Chapitre 28
Je ne sais pas combien de temps il s'est passé quand nos lèvres se séparent. J'ai l'impression que ce moment a duré une éternité, mais à la fois, que c'était bien trop court. A nouveau mon front contre le sien, je ne peux m'empêcher de sourire. Et lui aussi apparemment. Je n'arrive pas à croire ce qu'il vient de se passer. Je viens de l'embrasser. Justin Miller et moi, on s'est embrassé. Mais je ne peux m'empêcher de revoir dans ma tête l'image de son corps sur le sol, lorsqu'il était inconscient, et une larme coule à nouveau sur ma joue tandis que je lui demande dans un murmure :
- Pourquoi as-tu as fait ça ? Pourquoi t'es-tu interposé ? J'ai cru que tu étais mort.

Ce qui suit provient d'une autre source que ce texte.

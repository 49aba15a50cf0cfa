use std::sync::Arc;
use std::time::Duration;

use tracking_core::{Error, Route, RouteRegistry, VesselId, Waypoint};
use tracking_engine::scheduler::{StartOutcome, StopOutcome, TrackingScheduler};

fn waypoint(latitude: f64, longitude: f64, port: &str) -> Waypoint {
    Waypoint {
        latitude,
        longitude,
        port_name: port.into(),
        country_name: "Testland".into(),
    }
}

fn route(vessel_id: &str, waypoints: Vec<Waypoint>, cruise_speed_knots: f64) -> Route {
    Route {
        vessel_id: vessel_id.into(),
        display_name: format!("MV {vessel_id}"),
        waypoints,
        cruise_speed_knots,
        vessel_class: "Container".into(),
    }
}

fn two_point_route(vessel_id: &str) -> Route {
    route(
        vessel_id,
        vec![waypoint(0.0, 0.0, "Alpha"), waypoint(0.0, 1.0, "Bravo")],
        12.0,
    )
}

fn scheduler(routes: Vec<Route>, tick_interval: Duration) -> Arc<TrackingScheduler> {
    Arc::new(TrackingScheduler::new(
        RouteRegistry::new(routes).unwrap(),
        tick_interval,
        None,
    ))
}

#[tokio::test(flavor = "multi_thread")]
async fn test_start_is_idempotent() {
    let scheduler = scheduler(vec![two_point_route("a")], Duration::from_millis(50));
    let vessel_id = VesselId::new("a");

    assert_eq!(
        scheduler.start(&vessel_id, None).unwrap(),
        StartOutcome::Started
    );
    assert_eq!(
        scheduler.start(&vessel_id, None).unwrap(),
        StartOutcome::AlreadyTracking
    );
    assert_eq!(scheduler.stats().active_count, 1);
    assert_eq!(
        scheduler.tracking_interval(&vessel_id),
        Some(Duration::from_millis(50))
    );

    scheduler.stop_all().await;
    assert_eq!(scheduler.tracking_interval(&vessel_id), None);
}

#[tokio::test(flavor = "multi_thread")]
async fn test_start_unknown_vessel_is_an_error() {
    let scheduler = scheduler(vec![two_point_route("a")], Duration::from_millis(50));

    let err = scheduler.start(&"ghost".into(), None).unwrap_err();
    assert!(matches!(err, Error::UnknownVessel { .. }));
    assert_eq!(scheduler.stats().active_count, 0);
}

#[tokio::test(flavor = "multi_thread")]
async fn test_stop_without_start_returns_not_tracking() {
    let scheduler = scheduler(vec![two_point_route("a")], Duration::from_millis(50));

    assert_eq!(scheduler.stop(&"a".into()).await, StopOutcome::NotTracking);
}

#[tokio::test(flavor = "multi_thread")]
async fn test_status_before_first_start_has_no_state() {
    let scheduler = scheduler(vec![two_point_route("a")], Duration::from_millis(50));

    let status = scheduler.status(&"a".into()).unwrap();
    assert!(!status.tracking_active);
    assert!(status.state.is_none());
    assert_eq!(status.num_waypoints, 2);

    let err = scheduler.status(&"ghost".into()).unwrap_err();
    assert!(matches!(err, Error::UnknownVessel { .. }));
}

#[tokio::test(flavor = "multi_thread")]
async fn test_stop_prevents_further_ticks() {
    let scheduler = scheduler(vec![two_point_route("a")], Duration::from_millis(10));
    let vessel_id = VesselId::new("a");

    scheduler.start(&vessel_id, None).unwrap();
    tokio::time::sleep(Duration::from_millis(80)).await;
    assert_eq!(scheduler.stop(&vessel_id).await, StopOutcome::Stopped);

    let frozen = scheduler.status(&vessel_id).unwrap().state.unwrap();
    tokio::time::sleep(Duration::from_millis(60)).await;
    let later = scheduler.status(&vessel_id).unwrap().state.unwrap();

    assert_eq!(frozen.current_position, later.current_position);
    assert_eq!(frozen.last_update_timestamp, later.last_update_timestamp);
}

#[tokio::test(flavor = "multi_thread")]
async fn test_restart_resumes_from_last_position() {
    let scheduler = scheduler(vec![two_point_route("a")], Duration::from_millis(10));
    let vessel_id = VesselId::new("a");

    scheduler.start(&vessel_id, None).unwrap();
    tokio::time::sleep(Duration::from_millis(80)).await;
    scheduler.stop(&vessel_id).await;

    let stopped = scheduler.status(&vessel_id).unwrap().state.unwrap();
    assert!(!stopped.tracking_active);
    // The vessel moved off its origin before the stop.
    assert!(stopped.current_position.longitude > 0.0);

    // Restart with a long interval so no tick lands before the assertion.
    assert_eq!(
        scheduler
            .start(&vessel_id, Some(Duration::from_secs(60)))
            .unwrap(),
        StartOutcome::Started
    );

    let resumed = scheduler.status(&vessel_id).unwrap().state.unwrap();
    assert!(resumed.tracking_active);
    assert_eq!(resumed.current_position, stopped.current_position);
    assert_eq!(resumed.biofouling, stopped.biofouling);

    scheduler.stop_all().await;
}

#[tokio::test(flavor = "multi_thread")]
async fn test_vessel_visits_waypoints_in_cyclic_order() {
    // A step size large enough that every tick snaps onto the next waypoint.
    let patrol = route(
        "patrol",
        vec![
            waypoint(0.0, 0.0, "Alpha"),
            waypoint(0.0, 0.001, "Bravo"),
            waypoint(0.001, 0.001, "Charlie"),
        ],
        50_000_000.0,
    );
    let scheduler = scheduler(vec![patrol], Duration::from_millis(10));
    let vessel_id = VesselId::new("patrol");

    scheduler.start(&vessel_id, None).unwrap();

    let mut observed: Vec<usize> = Vec::new();
    for _ in 0..60 {
        tokio::time::sleep(Duration::from_millis(5)).await;
        let state = scheduler.status(&vessel_id).unwrap().state.unwrap();

        if observed.last() != Some(&state.target_waypoint_index) {
            observed.push(state.target_waypoint_index);
        }

        let expected_progress = state.target_waypoint_index as f64 / 3.0 * 100.0;
        assert!((state.route_progress_percent - expected_progress).abs() < 1e-9);
    }

    scheduler.stop_all().await;

    assert!(observed.len() >= 4, "observed too few snaps: {observed:?}");
    for pair in observed.windows(2) {
        assert_eq!(pair[1], (pair[0] + 1) % 3, "out of order: {observed:?}");
    }
}

#[tokio::test(flavor = "multi_thread")]
async fn test_concurrent_starts_create_exactly_one_timer() {
    let scheduler = scheduler(vec![two_point_route("a")], Duration::from_millis(20));

    let mut set = tokio::task::JoinSet::new();
    for _ in 0..10 {
        let scheduler = Arc::clone(&scheduler);
        set.spawn(async move { scheduler.start(&"a".into(), None).unwrap() });
    }

    let outcomes = set.join_all().await;
    let started = outcomes
        .iter()
        .filter(|o| **o == StartOutcome::Started)
        .count();

    assert_eq!(started, 1);
    assert_eq!(scheduler.stats().active_count, 1);

    scheduler.stop_all().await;
}

#[tokio::test(flavor = "multi_thread")]
async fn test_concurrent_queries_during_ticking_are_safe() {
    let routes = (0..20)
        .map(|i| two_point_route(&format!("vessel-{i}")))
        .collect();
    let scheduler = scheduler(routes, Duration::from_millis(5));

    let outcomes = scheduler.start_all(None);
    assert_eq!(outcomes.len(), 20);
    assert!(outcomes.values().all(|o| *o == StartOutcome::Started));

    let mut set = tokio::task::JoinSet::new();
    for _ in 0..8 {
        let scheduler = Arc::clone(&scheduler);
        set.spawn(async move {
            for _ in 0..50 {
                for status in scheduler.all_statuses().values() {
                    if let Some(state) = &status.state {
                        let fouling = state.biofouling.fouling_percent;
                        assert!((0.0..=100.0).contains(&fouling), "{fouling}");
                    }
                }
                tokio::time::sleep(Duration::from_millis(1)).await;
            }
        });
    }
    set.join_all().await;

    let outcomes = scheduler.stop_all().await;
    assert!(outcomes.values().all(|o| *o == StopOutcome::Stopped));
    assert_eq!(scheduler.stats().active_count, 0);
}

#[tokio::test(flavor = "multi_thread")]
async fn test_stats_reflect_registry_and_active_handles() {
    let scheduler = scheduler(
        vec![
            two_point_route("a"),
            route(
                "b",
                vec![
                    waypoint(10.0, 10.0, "One"),
                    waypoint(11.0, 11.0, "Two"),
                    waypoint(12.0, 12.0, "Three"),
                ],
                10.0,
            ),
        ],
        Duration::from_millis(50),
    );

    scheduler.start(&"b".into(), None).unwrap();

    let stats = scheduler.stats();
    assert_eq!(stats.total_vessels, 2);
    assert_eq!(stats.active_count, 1);
    assert_eq!(
        stats
            .available_vessel_ids
            .iter()
            .map(|v| v.as_str())
            .collect::<Vec<_>>(),
        vec!["a", "b"]
    );
    assert_eq!(stats.waypoint_counts[&"a".into()], 2);
    assert_eq!(stats.waypoint_counts[&"b".into()], 3);

    scheduler.stop_all().await;
}

#[tokio::test(flavor = "multi_thread")]
async fn test_statuses_serialize_for_snapshot_consumers() {
    let scheduler = scheduler(vec![two_point_route("a")], Duration::from_millis(50));
    scheduler.start(&"a".into(), None).unwrap();

    let statuses = scheduler.all_statuses();
    let json = serde_json::to_string(&statuses).unwrap();
    assert!(json.contains("\"vessel_id\":\"a\""));
    assert!(json.contains("fouling_percent"));

    scheduler.stop_all().await;
}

- Je ne pouvais pas te laisser comme ça, je ne pouvais pas la laisser te faire du mal.
- Idiot, il suffisait de me tirer, et pas de la prendre à ma place !

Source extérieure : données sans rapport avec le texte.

use std::sync::Arc;
use std::time::Duration;

use snafu::ResultExt;
use tracing::{error, info, instrument};
use tracking_core::RouteRegistry;

use crate::error::{Result, RouteConfigurationSnafu};
use crate::scheduler::TrackingScheduler;
use crate::settings::Settings;

pub struct App {
    scheduler: Arc<TrackingScheduler>,
    status_report_interval: Duration,
}

impl App {
    pub fn build(settings: Settings) -> Result<App> {
        let registry = RouteRegistry::new(settings.routes).context(RouteConfigurationSnafu)?;

        info!(
            num_vessels = registry.len(),
            environment = %settings.environment,
            "route registry loaded"
        );

        Ok(App {
            scheduler: Arc::new(TrackingScheduler::new(
                registry,
                settings.tick_interval,
                settings.bounding_box,
            )),
            status_report_interval: settings.status_report_interval,
        })
    }

    pub fn scheduler(&self) -> &Arc<TrackingScheduler> {
        &self.scheduler
    }

    /// Starts fleet-wide tracking and logs a periodic status digest until
    /// ctrl-c, then joins every tick task before returning. The digest runs
    /// outside the tick path; it only reads store snapshots.
    pub async fn run(self) {
        let outcomes = self.scheduler.start_all(None);
        for (vessel_id, outcome) in outcomes {
            info!(%vessel_id, %outcome, "fleet startup");
        }

        let mut report = tokio::time::interval(self.status_report_interval);
        report.tick().await;

        loop {
            tokio::select! {
                _ = report.tick() => self.log_fleet_digest(),
                result = tokio::signal::ctrl_c() => {
                    if let Err(e) = result {
                        error!("failed to listen for shutdown signal: {e:?}");
                    }
                    break;
                }
            }
        }

        info!("shutting down, stopping all vessel tracking");
        self.scheduler.stop_all().await;
    }

    #[instrument(skip_all)]
    fn log_fleet_digest(&self) {
        let stats = self.scheduler.stats();
        info!(
            total_vessels = stats.total_vessels,
            active_count = stats.active_count,
            "fleet status"
        );

        for (vessel_id, status) in self.scheduler.all_statuses() {
            let Some(state) = status.state else { continue };
            info!(
                %vessel_id,
                latitude = state.current_position.latitude,
                longitude = state.current_position.longitude,
                course = state.course_degrees,
                progress = state.route_progress_percent,
                fouling = state.biofouling.fouling_percent,
                fouling_class = %state.biofouling.fouling_class,
                "vessel position"
            );
        }
    }
}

- Enfin Eléanore, ça aurait été beaucoup moins héroïque !
L'air de fierté qu'il arbore me ferait rire si sa vie n'avait pas été en danger. Dans un autre contexte, je me serais sûrement énervé face à cette remarque. Mais pour le moment, je suis bien trop heureuse de le savoir en vie, alors je me contente de lui dire, entre la colère et le soulagement de le tenir contre moi :
- C'est pas drôle, c'est pas le moment de plaisanter. Tu as failli mourir ! Tu t'en rends compte de ça ?
- Peut-être, mais il n'était pas question que je te laisse mourir. Et si c'était à refaire je le ferais. Je ne laisserais personne te faire du mal. Jamais. Je tiens beaucoup trop à toi pour ça.
En entendant ces quelques mots, je ne peux m'empêcher de sourire, mais surtout de rougir. Mais il ne changera jamais, plaisanter après une chose pareille. Puis il reprend un air sérieux, et me demande
- Qu'est-ce qu'il s'est passé, comment ça s'est terminé ?
- Ma tante ne nous fera plus jamais de mal, elle est morte. Pour être plus précise, c'est moi qui l'ai tué.
Je vois dans ses yeux qu'il se pose tout un tas de questions sur ce qu'il s'est exactement passé pendant qu'il était inconscient. Mais, peut-être à cause de mon air fatigué, il ne m'en pose aucune. Peut-être qu'il préfère attendre que ces informations viennent de moi. En tout cas, je lui en suis reconnaissante de ne pas me poser de question pour le moment. Il se contente de déposer ses lèvres sur mon front pour me réconforter. Je resterais bien comme ça pendant des heures. Simplement là, assise, dans ses bras. Mais je sais que nous devons revenir à la réalité. Que celle-ci finit toujours par nous rattraper. Je relève la tête, et regarde mes amis. J'avais presque oublié qu'ils étaient là. Pendant ces quelques minutes j'étais dans un monde à part très loin de cette cabane et de l'enfer qui s'y est déroulé. Même s'ils ne disent rien, je peux voir sur le visage de mes amies, mais aussi celui de Matthew un air plutôt amusé. Quelque chose dans leurs yeux signifie clairement "on vous l'avait bien dit que vous alliez finir ensemble !". Je lèverai les yeux au ciel dans une autre situation mais je n'en ressent pas la nécessité ici. Je me contente de me relever, la main de Justin toujours placée dans la mienne.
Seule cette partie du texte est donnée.